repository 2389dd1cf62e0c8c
use thiserror::Error;
use tokio_tungstenite::tungstenite;

#[derive(Debug, Error)]
pub enum RelayError {
    #[error("configuration error: {0}")]
    Config(String),

    #[error("upstream transport error: {0}")]
    Upstream(#[from] tungstenite::Error),

    #[error("relay service is not running")]
    Stopped,
}

/// Rejections of a viewer command. The `Display` text is sent back to the
/// viewer verbatim as the `msg` field of an error reply.
#[derive(Debug, Clone, PartialEq, Eq, Error)]
pub enum CommandError {
    #[error("symbol required")]
    SymbolRequired,

    #[error("Invalid client message")]
    InvalidMessage,

    #[error("Unknown command: {0}")]
    UnknownCommand(String),
}
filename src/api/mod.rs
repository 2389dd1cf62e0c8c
pub mod handlers;

pub use handlers::{create_api_router, ApiState};
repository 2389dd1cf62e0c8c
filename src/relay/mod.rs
pub mod dispatcher;
pub mod protocol;
pub mod registry;
pub mod service;
pub mod session;
pub mod symbol;
pub mod upstream;

#[cfg(test)]
pub(crate) mod testing;

pub use dispatcher::{FanoutDispatcher, TickBatches};
pub use protocol::{Tick, UpstreamCommand, UpstreamFrame, ViewerCommand, ViewerReply};
pub use registry::SubscriptionRegistry;
pub use service::{RelayEvent, RelayHandle, RelayService, RelaySettings, RelaySnapshot};
pub use session::{SessionId, ViewerSession};
pub use symbol::Symbol;
pub use upstream::{ConnectionId, FeedConnector, ReadyState, UpstreamConnector, UpstreamEvent, UpstreamLink};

Problem to work on
Please reproduce the material above exactly, line by line.

Answer for the task
repository 2389dd1cf62e0c8c
use thiserror::Error;
use tokio_tungstenite::tungstenite;

#[derive(Debug, Error)]
pub enum RelayError {
    #[error("configuration error: {0}")]
    Config(String),

    #[error("upstream transport error: {0}")]
    Upstream(#[from] tungstenite::Error),

    #[error("relay service is not running")]
    Stopped,
}

/// Rejections of a viewer command. The `Display` text is sent back to the
/// viewer verbatim as the `msg` field of an error reply.
#[derive(Debug, Clone, PartialEq, Eq, Error)]
pub enum CommandError {
    #[error("symbol required")]
    SymbolRequired,

    #[error("Invalid client message")]
    InvalidMessage,

    #[error("Unknown command: {0}")]
    UnknownCommand(String),
}
filename src/api/mod.rs
repository 2389dd1cf62e0c8c
pub mod handlers;

pub use handlers::{create_api_router, ApiState};
repository 2389dd1cf62e0c8c
filename src/relay/mod.rs
pub mod dispatcher;
pub mod protocol;
pub mod registry;
pub mod service;
pub mod session;
pub mod symbol;
pub mod upstream;

#[cfg(test)]
pub(crate) mod testing;

pub use dispatcher::{FanoutDispatcher, TickBatches};
pub use protocol::{Tick, UpstreamCommand, UpstreamFrame, ViewerCommand, ViewerReply};
pub use registry::SubscriptionRegistry;
pub use service::{RelayEvent, RelayHandle, RelayService, RelaySettings, RelaySnapshot};
pub use session::{SessionId, ViewerSession};
pub use symbol::Symbol;
pub use upstream::{ConnectionId, FeedConnector, ReadyState, UpstreamConnector, UpstreamEvent, UpstreamLink};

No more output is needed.